0000 0000 - 8 operator equation where all operators are addition
0000 0001
0000 0010
---------
1111 1101
1111 1110
1111 1111 - 8 operator equation where all operators are multiplication

This is cool, because by simply counting from zero to whatever number our ‘all multiplication’ permutation is we’ve already determined all possible permutations, we can easily ensure that we check all permutations and none more than once, and we can track what permutation is currently being checked and how the operators should be positioned by just inspecting the iteration that we are currently on! The permutation’s specific positioning is encoded in our iteration, we just have to for loop through each bit of that integer to get our addition or multiplication values.

In my actual code, checking one calibration for whether or not it was valid ended up looking like this:

Permutation_Sol_1.png

Now every Advent of Code problem comes with a ‘part two’ that is only revealed when you are able to correctly answer the first problem. It always involves the same puzzle input data and is related to the first problem, but with a slight twist. In the part two for this problem you have to calculate a very similar result to that of part one, but instead of only addition and multiplication operators there is now a third operator called ‘concat’, that concatenates the integer on the left with the integer on the right.

123 || 456 = 123456

Outside of the straight forward challenge of making a method for this new operation (involving string converting the param integers, concatenating the strings, and parsing a long out as a result), this poses a challenge with our first solution. Since we can no longer define each operator as either a 0 or a 1, we can no longer encode our operations in an integer in the same way that we were earlier. However, we can modify our solution by shifting two bits in to our range for every operator instead of one, and making a truth table.

0 0 | Addition
0 1 | Multiplication
1 0 | Concatenation
1 1 | Not used (invalid)

This solution proceeds exactly as the solution for part one did, except as stated earlier our ’top level’ permutation now has two 1s for every operator instead of 1, and when checking each operator we have to shift out two bits per operator. Here’s how my code ended up looking:

Permutation_Sol_2.png

Importantly (and this was a bug when I first coded this up), any permutation in which there is any 0b11 operator at all would be invalid. 0b11 in this case is not simply a NOP, it’s a completely invalid permutation as that operator doesn’t exist.

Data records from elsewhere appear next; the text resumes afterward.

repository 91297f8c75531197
pub mod input;
pub mod output;

pub use input::*;
pub use output::*;
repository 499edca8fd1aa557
//! Query Executor - runs templates against the graph store
//!
//! Content templates never fail outward: a store error, a malformed
//! response or a timeout becomes an empty [`TemplateRun`] whose query text
//! is replaced by an `# ERROR:` marker.

use super::templates::{probe_query, TemplateKind, TemplateSet};
use crate::errors::{AppError, Result};
use crate::graph::{GraphQueryClient, RawResponse, Solution};
use crate::metrics;
use serde::{Deserialize, Serialize};
use std::sync::Arc;
use std::time::Instant;
use tracing::{debug, warn};

/// One flat result row of a content template
#[derive(Debug, Clone, PartialEq, Eq, Serialize, Deserialize)]
pub struct Row {
    pub kind: TemplateKind,
    /// Paper IRI
    pub paper: String,
    /// Paper title, possibly empty
    pub paper_label: String,
    /// Kind-specific label (section / abstract / content part / goal)
    pub label: String,
    pub text: String,
}

impl Row {
    pub fn from_solution(kind: TemplateKind, solution: &Solution) -> Self {
        Self {
            kind,
            paper: solution.value("paper").to_string(),
            paper_label: solution.value("paperLabel").to_string(),
            label: solution.value(kind.label_var()).to_string(),
            text: solution.value("text").to_string(),
        }
    }

    /// Grouping key: the paper title, else the paper IRI, else none
    pub fn document_key(&self) -> Option<&str> {
        [self.paper_label.as_str(), self.paper.as_str()]
            .into_iter()
            .find(|key| !key.is_empty())
    }
}

/// Outcome of one template for one term
#[derive(Debug, Clone)]
pub struct TemplateRun {
    pub kind: TemplateKind,
    pub rows: Vec<Row>,
    /// Literal query issued, an error marker, or empty when the kind is disabled
    pub query: String,
    pub error: Option<String>,
}

impl TemplateRun {
    /// Placeholder for a kind switched off by options
    pub fn disabled(kind: TemplateKind) -> Self {
        Self {
            kind,
            rows: Vec::new(),
            query: String::new(),
            error: None,
        }
    }

    /// Empty run tagged with an error marker
    pub fn failed(kind: TemplateKind, category: &str, message: &str) -> Self {
        Self {
            kind,
            rows: Vec::new(),
            query: error_marker(category, message),
            error: Some(message.to_string()),
        }
    }

    pub fn is_error(&self) -> bool {
        self.error.is_some()
    }
}

const PING_QUERY: &str = "SELECT ?s WHERE { ?s ?p ?o } LIMIT 1";

/// `# ERROR: <category>: <message>`
pub fn error_marker(category: &str, message: &str) -> String {
    format!("# ERROR: {}: {}", category, message)
}

/// Issues templated queries through a [`GraphQueryClient`]
#[derive(Clone)]
pub struct QueryExecutor {
    client: Arc<dyn GraphQueryClient>,
    templates: Arc<TemplateSet>,
}

impl QueryExecutor {
    pub fn new(client: Arc<dyn GraphQueryClient>) -> Self {
        Self::with_templates(client, TemplateSet::default())
    }

    pub fn with_templates(client: Arc<dyn GraphQueryClient>, templates: TemplateSet) -> Self {
        Self {
            client,
            templates: Arc::new(templates),
        }
    }

    pub fn client(&self) -> &Arc<dyn GraphQueryClient> {
        &self.client
    }

    pub fn templates(&self) -> &TemplateSet {
        &self.templates
    }

    /// SELECT bounded by the client's request timeout
    async fn select(&self, operation: &str, query: &str) -> Result<Vec<Solution>> {
        let timeout = self.client.request_timeout();
        tokio::time::timeout(timeout, self.client.execute_select(query))
            .await
            .map_err(|_| AppError::Timeout {
                operation: operation.to_string(),
                timeout_ms: timeout.as_millis() as u64,
            })?
    }

    /// Run one template, propagating failures
    pub async fn try_run(&self, kind: TemplateKind, term: &str) -> Result<(Vec<Row>, String)> {
        let query = self.templates.render(kind, term);
        let solutions = self.select(&format!("{} query", kind), &query).await?;
        let rows = solutions
            .iter()
            .map(|solution| Row::from_solution(kind, solution))
            .collect();
        Ok((rows, query))
    }

    /// Run one template; failures degrade to an empty, error-tagged run
    pub async fn run(&self, kind: TemplateKind, term: &str) -> TemplateRun {
        let start = Instant::now();
        let result = self.try_run(kind, term).await;
        let elapsed = start.elapsed();

        match result {
            Ok((rows, query)) => {
                metrics::record_graph_query(kind.as_str(), elapsed.as_secs_f64(), rows.len(), true);
                debug!(
                    kind = %kind,
                    term = %term,
                    rows = rows.len(),
                    elapsed_ms = elapsed.as_millis() as u64,
                    "Template query complete"
                );
                TemplateRun {
                    kind,
                    rows,
                    query,
                    error: None,
                }
            }
            Err(e) => {
                metrics::record_graph_query(kind.as_str(), elapsed.as_secs_f64(), 0, false);
                warn!(kind = %kind, term = %term, error = %e, "Template query failed, continuing without it");
                TemplateRun::failed(kind, e.category(), &e.to_string())
            }
        }
    }

    /// Pass-through for format-negotiated calls
    pub async fn run_raw(&self, query: &str, accept: &str) -> Result<RawResponse> {
        let timeout = self.client.request_timeout();
        tokio::time::timeout(timeout, self.client.execute_raw(query, accept))
            .await
            .map_err(|_| AppError::Timeout {
                operation: "raw query".to_string(),
                timeout_ms: timeout.as_millis() as u64,
            })?
    }

    /// Does any paper title/label contain the term
    pub async fn check_term(&self, term: &str) -> Result<bool> {
        let solutions = self.select("term probe", &probe_query(term)).await?;
        Ok(!solutions.is_empty())
    }

    /// One-row query to check the store is reachable
    pub async fn ping(&self) -> Result<()> {
        self.select("readiness ping", PING_QUERY).await.map(|_| ())
    }
}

Another important thing, with this solution we’re doing quite a bit more work then we need to. Since 0b11 is not a valid permutation, we don’t actually need to be checking that at all, and we end up checking 25% more permutations then we need to. Also, where the time complexity of our original problem was 2^n-1, the complexity of this solution is 4^n-1. Still exponential, but clearly takes quite a bit more time. When I ran this (single threaded) on my Ryzen 9 it took 25 ms to solve part 1, but it took almost a MINUTE to solve part 2!

Lots of talk for one small algorithm, but it was such a cool idea that I wanted to post about it. The idea of using your iterator as a bitmask to check all possible permutations of an array is a problem that I could see myself running into even outside of fun riddles like this, and this is a pretty novel way to solve it.